Data supplied:
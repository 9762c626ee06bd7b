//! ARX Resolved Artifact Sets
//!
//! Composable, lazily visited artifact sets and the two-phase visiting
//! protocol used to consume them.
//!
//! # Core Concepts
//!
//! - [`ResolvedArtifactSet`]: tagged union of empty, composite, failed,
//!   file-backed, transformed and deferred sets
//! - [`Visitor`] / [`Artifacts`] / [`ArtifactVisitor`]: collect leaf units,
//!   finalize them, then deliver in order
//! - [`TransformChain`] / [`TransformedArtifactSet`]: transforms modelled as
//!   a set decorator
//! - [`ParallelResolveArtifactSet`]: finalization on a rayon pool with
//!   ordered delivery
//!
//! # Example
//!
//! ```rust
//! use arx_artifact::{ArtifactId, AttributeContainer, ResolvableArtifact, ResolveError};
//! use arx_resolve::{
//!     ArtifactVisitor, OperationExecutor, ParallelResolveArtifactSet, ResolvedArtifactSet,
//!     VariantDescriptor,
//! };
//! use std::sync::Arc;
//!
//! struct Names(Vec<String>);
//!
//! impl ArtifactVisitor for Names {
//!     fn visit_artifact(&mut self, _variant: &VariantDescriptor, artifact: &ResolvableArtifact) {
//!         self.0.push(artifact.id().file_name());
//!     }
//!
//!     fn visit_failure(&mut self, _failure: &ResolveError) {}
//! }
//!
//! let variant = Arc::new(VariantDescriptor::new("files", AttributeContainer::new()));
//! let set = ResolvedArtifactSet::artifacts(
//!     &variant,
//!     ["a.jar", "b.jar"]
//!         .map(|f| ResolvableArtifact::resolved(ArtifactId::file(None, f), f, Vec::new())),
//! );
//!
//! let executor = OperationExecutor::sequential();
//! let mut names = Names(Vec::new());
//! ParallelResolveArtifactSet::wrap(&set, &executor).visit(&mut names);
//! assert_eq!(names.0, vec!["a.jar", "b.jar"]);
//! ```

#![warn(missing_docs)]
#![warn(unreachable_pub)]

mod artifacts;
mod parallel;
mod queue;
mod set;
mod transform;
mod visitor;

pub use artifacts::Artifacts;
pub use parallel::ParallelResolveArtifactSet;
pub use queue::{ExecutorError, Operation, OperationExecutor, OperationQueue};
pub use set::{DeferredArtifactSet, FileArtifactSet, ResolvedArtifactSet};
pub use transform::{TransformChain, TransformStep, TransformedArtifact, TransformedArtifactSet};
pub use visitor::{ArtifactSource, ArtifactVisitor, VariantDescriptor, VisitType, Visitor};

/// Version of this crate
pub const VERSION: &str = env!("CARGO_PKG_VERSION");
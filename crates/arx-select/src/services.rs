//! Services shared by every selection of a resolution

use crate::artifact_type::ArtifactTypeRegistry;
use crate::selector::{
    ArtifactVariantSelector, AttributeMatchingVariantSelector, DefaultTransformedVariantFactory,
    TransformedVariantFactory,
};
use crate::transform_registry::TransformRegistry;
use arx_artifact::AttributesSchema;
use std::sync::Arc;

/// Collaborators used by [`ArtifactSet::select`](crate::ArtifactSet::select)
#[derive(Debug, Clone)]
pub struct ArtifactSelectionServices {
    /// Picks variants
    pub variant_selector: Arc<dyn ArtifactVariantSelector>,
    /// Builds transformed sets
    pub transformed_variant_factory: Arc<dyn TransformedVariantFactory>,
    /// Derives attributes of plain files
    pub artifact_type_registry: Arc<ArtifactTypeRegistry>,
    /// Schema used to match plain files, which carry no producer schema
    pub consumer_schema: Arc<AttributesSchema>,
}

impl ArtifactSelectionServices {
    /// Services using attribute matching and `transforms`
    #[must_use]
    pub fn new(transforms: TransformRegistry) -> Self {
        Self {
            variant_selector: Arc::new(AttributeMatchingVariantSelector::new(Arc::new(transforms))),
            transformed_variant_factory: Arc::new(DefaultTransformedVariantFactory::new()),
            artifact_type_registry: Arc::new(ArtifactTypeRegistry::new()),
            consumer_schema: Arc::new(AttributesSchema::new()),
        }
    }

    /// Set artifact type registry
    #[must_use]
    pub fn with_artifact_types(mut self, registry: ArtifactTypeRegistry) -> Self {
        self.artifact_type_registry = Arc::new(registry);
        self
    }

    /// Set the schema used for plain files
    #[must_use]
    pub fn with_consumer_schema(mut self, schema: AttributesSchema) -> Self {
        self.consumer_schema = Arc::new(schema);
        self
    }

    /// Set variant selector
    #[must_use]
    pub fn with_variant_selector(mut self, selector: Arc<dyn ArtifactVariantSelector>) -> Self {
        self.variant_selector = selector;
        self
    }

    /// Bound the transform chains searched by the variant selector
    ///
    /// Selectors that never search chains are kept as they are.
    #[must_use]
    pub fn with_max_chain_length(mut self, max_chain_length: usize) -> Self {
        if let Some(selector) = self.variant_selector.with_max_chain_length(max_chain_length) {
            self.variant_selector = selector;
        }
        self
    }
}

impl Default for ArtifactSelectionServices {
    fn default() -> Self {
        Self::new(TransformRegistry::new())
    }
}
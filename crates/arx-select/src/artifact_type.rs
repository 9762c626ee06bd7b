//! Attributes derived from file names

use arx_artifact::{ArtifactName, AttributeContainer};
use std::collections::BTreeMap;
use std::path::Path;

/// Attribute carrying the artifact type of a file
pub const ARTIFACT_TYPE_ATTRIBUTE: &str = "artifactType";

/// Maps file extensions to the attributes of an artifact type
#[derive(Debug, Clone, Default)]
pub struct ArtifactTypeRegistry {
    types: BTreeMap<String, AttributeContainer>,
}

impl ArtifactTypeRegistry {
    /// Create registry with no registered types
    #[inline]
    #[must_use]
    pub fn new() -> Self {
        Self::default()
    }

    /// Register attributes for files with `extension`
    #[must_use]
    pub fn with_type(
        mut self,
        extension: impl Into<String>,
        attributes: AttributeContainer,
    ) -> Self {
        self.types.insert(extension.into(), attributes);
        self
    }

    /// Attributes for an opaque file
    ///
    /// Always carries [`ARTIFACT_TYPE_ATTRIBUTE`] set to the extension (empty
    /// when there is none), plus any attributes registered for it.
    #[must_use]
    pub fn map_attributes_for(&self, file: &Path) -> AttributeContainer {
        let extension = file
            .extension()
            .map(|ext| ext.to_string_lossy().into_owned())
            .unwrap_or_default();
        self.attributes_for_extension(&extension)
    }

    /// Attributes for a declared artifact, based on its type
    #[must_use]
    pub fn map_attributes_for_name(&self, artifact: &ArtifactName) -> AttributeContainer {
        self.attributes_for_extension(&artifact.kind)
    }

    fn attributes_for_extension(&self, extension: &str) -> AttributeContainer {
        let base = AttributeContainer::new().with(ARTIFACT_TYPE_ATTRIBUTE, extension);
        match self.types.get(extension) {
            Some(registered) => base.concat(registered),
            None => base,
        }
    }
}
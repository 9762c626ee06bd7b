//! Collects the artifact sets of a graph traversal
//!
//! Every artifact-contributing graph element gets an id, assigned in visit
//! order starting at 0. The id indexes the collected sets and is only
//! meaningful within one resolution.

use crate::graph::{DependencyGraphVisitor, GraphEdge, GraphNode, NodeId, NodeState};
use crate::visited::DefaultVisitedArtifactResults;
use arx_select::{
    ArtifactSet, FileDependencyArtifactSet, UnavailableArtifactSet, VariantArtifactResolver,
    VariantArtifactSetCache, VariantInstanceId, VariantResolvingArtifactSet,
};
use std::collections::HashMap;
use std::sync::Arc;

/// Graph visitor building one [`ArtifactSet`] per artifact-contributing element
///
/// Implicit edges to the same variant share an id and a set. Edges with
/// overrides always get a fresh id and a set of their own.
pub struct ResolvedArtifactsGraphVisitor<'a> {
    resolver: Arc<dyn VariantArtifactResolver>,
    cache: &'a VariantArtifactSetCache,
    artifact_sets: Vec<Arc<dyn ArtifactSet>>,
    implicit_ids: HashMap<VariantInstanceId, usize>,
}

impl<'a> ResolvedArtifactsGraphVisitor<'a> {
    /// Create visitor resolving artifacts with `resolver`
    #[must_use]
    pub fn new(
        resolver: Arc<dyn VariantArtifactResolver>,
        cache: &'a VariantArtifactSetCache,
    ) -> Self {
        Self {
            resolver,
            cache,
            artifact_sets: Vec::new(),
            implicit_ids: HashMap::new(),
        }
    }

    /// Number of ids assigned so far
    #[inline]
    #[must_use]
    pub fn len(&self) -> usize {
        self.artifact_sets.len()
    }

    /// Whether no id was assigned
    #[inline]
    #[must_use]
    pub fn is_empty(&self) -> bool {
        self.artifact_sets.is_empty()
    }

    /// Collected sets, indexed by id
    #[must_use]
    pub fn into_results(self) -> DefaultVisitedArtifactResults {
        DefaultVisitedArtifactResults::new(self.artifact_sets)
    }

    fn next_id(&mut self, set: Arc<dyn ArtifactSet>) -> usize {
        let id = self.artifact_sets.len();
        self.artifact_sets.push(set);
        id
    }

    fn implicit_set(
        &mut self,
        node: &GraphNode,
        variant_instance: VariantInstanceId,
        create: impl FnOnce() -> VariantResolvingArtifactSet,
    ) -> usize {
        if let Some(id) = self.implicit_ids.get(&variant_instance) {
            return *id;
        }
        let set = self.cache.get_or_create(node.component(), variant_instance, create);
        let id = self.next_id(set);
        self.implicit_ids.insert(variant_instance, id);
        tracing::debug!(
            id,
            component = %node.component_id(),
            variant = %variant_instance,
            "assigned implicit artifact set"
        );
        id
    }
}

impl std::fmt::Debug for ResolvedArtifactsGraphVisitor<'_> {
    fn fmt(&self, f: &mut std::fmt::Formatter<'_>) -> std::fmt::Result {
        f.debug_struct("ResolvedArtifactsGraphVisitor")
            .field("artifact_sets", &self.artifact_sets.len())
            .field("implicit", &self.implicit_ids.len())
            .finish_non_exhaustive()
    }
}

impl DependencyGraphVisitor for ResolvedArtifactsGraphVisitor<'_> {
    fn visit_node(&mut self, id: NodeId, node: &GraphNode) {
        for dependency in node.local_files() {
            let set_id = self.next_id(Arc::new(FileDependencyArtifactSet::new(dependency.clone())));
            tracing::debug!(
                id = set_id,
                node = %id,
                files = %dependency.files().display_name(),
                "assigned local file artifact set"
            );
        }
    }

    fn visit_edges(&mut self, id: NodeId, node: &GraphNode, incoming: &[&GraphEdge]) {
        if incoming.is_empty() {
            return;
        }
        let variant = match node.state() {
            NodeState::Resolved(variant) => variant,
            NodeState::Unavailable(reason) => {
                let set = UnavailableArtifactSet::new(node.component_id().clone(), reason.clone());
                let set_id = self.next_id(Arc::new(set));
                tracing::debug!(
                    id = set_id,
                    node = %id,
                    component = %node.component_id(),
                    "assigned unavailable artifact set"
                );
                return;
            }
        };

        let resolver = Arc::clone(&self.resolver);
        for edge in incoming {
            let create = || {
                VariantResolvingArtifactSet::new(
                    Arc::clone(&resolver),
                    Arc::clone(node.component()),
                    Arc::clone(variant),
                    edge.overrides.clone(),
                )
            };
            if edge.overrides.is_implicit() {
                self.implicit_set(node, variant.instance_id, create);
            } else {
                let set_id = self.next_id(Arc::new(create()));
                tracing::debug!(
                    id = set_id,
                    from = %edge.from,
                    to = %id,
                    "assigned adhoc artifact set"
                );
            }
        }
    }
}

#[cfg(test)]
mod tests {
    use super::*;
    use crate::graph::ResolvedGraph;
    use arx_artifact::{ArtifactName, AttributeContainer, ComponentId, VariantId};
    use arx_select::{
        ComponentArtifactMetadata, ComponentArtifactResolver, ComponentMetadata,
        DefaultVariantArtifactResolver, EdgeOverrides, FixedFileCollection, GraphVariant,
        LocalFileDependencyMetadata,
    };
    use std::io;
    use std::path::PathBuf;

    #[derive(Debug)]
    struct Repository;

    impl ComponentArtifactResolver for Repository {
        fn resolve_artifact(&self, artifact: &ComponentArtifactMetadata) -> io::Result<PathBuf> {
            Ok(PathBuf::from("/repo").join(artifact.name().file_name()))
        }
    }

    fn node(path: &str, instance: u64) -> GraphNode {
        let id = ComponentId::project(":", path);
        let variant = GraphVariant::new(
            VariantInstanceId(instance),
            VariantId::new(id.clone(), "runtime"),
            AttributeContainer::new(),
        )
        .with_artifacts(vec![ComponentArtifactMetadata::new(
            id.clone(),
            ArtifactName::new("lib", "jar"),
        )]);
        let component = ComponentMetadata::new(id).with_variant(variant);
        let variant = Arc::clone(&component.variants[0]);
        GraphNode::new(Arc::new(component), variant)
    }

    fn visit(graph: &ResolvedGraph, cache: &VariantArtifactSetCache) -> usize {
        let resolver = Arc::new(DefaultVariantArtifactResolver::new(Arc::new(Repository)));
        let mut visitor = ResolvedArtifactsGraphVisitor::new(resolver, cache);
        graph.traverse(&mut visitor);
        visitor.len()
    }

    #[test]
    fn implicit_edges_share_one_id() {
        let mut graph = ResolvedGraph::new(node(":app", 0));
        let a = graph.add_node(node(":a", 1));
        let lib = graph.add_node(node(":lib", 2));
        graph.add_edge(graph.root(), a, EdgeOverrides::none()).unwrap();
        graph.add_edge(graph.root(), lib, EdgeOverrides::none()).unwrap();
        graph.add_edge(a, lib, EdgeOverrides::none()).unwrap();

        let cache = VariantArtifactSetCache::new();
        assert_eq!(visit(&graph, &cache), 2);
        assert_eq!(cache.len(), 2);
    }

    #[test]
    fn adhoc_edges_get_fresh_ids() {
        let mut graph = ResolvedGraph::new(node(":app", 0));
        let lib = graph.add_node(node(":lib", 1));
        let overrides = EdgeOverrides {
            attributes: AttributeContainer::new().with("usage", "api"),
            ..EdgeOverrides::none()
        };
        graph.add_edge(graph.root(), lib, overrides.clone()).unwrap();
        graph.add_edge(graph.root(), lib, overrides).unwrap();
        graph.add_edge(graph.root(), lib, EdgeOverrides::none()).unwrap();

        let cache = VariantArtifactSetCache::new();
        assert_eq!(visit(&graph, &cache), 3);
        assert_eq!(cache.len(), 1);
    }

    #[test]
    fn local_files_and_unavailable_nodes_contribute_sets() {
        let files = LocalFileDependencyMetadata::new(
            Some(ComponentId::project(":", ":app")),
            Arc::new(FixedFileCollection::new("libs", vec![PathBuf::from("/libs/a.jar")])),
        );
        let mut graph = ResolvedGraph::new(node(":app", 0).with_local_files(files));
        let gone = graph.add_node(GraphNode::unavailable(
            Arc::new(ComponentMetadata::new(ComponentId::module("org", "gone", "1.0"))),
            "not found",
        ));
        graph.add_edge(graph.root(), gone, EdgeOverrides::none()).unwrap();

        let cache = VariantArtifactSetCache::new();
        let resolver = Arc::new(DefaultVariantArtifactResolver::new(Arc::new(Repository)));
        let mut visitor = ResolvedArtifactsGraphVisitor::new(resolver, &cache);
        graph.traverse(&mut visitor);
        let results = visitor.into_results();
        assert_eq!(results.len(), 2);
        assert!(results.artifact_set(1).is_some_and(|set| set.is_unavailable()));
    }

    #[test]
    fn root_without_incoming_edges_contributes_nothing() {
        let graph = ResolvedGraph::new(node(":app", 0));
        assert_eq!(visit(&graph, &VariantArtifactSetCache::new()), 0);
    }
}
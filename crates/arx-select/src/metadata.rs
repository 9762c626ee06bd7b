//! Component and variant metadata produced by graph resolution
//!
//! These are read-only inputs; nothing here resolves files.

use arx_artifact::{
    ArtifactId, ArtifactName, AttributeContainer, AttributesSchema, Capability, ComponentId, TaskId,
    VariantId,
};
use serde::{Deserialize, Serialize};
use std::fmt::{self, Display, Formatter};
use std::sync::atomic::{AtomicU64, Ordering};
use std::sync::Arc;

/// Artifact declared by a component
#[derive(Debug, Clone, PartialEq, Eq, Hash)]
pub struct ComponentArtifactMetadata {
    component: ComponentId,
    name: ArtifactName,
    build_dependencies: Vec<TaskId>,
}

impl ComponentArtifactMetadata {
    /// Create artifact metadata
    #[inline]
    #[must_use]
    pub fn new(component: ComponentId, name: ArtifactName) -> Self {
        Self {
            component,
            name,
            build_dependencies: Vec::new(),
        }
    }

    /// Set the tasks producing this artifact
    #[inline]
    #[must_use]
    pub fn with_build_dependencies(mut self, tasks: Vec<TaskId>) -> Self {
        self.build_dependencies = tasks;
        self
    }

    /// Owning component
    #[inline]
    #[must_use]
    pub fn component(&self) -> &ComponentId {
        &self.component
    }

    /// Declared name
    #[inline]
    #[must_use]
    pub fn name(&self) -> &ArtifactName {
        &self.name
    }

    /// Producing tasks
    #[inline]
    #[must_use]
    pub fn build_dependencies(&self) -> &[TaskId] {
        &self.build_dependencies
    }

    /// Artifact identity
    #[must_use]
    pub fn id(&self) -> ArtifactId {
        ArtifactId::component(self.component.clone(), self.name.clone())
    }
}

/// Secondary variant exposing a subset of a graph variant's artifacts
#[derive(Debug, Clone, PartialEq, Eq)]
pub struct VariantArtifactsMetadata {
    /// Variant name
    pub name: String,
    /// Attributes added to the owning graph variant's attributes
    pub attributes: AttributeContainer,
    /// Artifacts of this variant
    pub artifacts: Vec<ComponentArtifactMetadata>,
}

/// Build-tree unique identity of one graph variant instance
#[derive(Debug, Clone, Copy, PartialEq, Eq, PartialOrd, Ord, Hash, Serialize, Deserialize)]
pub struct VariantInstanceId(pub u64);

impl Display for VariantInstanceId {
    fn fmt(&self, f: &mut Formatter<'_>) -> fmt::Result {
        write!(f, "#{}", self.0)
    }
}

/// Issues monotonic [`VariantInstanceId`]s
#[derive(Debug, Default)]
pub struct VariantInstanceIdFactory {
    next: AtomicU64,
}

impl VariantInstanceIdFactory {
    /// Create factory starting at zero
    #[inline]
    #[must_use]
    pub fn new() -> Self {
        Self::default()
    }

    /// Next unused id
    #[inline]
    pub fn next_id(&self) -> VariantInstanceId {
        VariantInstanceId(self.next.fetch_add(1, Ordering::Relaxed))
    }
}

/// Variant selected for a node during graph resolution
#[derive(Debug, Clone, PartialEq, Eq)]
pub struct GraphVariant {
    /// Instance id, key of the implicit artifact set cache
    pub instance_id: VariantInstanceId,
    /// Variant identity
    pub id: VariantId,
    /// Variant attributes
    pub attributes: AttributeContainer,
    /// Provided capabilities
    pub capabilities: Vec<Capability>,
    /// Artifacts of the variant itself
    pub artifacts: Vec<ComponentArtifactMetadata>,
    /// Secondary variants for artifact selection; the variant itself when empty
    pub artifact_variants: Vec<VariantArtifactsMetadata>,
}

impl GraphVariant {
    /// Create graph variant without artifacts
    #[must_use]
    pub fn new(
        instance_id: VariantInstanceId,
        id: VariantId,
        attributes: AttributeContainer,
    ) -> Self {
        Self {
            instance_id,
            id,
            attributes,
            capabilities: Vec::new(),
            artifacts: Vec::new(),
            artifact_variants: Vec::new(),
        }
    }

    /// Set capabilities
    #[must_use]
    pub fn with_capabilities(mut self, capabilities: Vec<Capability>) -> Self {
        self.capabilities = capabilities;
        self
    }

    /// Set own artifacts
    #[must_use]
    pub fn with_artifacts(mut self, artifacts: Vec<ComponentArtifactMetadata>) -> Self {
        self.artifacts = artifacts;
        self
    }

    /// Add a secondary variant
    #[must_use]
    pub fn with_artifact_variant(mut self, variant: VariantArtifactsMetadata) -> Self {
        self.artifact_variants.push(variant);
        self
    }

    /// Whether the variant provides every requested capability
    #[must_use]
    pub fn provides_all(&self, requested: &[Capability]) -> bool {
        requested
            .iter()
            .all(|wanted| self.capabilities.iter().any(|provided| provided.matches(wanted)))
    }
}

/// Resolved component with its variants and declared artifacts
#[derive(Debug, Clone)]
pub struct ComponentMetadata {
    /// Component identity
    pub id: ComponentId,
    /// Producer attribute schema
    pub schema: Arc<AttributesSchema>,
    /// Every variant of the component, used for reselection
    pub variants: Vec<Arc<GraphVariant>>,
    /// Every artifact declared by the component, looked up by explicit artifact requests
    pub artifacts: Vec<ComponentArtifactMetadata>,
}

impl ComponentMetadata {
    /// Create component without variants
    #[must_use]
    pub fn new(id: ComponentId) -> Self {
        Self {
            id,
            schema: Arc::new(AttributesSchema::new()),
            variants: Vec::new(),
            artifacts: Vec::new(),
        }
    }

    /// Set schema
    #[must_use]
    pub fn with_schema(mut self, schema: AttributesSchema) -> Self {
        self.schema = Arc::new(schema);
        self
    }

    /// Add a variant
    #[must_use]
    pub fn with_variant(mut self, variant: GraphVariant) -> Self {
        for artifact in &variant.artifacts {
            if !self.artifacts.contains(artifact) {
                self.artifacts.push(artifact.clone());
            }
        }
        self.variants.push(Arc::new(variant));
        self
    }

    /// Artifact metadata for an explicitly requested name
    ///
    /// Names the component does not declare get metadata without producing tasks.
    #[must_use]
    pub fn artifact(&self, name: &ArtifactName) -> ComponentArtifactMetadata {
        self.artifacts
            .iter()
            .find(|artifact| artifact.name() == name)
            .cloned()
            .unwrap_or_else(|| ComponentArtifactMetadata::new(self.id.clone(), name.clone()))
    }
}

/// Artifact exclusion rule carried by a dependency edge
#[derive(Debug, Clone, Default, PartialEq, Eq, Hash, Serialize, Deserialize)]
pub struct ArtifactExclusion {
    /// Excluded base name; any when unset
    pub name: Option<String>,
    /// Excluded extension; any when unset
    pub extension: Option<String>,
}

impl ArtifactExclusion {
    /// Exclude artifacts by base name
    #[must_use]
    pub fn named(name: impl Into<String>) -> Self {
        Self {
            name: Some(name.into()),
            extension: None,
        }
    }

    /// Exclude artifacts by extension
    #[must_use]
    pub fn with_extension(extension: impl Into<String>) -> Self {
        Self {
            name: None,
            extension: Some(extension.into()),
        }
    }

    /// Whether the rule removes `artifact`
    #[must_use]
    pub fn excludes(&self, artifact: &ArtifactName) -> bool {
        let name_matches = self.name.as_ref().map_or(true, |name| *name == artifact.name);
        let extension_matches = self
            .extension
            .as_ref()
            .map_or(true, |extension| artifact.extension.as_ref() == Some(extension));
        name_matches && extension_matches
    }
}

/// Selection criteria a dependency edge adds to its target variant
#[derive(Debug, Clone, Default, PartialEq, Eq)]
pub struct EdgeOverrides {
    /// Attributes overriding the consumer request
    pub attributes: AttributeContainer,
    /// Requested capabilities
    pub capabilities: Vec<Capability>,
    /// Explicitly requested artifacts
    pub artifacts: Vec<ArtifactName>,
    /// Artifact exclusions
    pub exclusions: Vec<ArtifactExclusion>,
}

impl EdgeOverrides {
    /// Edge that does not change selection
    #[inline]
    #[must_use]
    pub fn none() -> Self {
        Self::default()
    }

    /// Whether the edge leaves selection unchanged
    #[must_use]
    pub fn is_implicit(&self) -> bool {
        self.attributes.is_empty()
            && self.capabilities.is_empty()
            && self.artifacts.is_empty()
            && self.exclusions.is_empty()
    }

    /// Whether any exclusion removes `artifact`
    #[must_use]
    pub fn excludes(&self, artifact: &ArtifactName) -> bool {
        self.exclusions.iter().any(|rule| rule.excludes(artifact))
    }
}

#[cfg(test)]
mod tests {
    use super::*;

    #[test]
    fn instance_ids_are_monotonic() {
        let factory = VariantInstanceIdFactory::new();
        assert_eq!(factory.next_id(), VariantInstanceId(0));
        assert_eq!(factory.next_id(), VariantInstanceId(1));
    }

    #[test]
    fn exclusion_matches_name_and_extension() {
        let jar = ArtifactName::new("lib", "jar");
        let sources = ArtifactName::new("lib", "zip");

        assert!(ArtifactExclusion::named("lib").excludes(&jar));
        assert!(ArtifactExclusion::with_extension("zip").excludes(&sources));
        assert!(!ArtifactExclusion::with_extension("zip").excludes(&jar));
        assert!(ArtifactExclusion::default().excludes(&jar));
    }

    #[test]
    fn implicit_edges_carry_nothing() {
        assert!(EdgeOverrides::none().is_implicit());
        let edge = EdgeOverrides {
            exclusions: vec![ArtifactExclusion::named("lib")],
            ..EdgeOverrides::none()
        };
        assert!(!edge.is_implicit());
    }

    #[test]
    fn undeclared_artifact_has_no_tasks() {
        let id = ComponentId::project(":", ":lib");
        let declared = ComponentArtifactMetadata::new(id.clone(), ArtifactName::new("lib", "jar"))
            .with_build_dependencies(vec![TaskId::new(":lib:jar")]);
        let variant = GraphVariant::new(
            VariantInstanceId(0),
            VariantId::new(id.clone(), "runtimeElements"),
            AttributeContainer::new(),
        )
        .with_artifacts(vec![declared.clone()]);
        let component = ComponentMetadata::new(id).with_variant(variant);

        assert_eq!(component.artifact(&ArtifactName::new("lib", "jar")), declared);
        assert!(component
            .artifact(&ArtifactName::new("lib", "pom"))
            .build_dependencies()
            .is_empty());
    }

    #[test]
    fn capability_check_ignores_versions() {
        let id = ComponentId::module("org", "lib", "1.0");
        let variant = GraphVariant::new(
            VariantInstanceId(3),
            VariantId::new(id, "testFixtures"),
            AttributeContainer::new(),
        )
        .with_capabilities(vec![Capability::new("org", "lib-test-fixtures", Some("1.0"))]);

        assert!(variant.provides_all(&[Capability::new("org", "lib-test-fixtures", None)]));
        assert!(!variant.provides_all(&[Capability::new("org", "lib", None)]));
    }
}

Exercise prompt: Look for "Option" in each line of the material, then copy the lines where it is found.

Exercise solution:
    pub name: Option<String>,
    pub extension: Option<String>,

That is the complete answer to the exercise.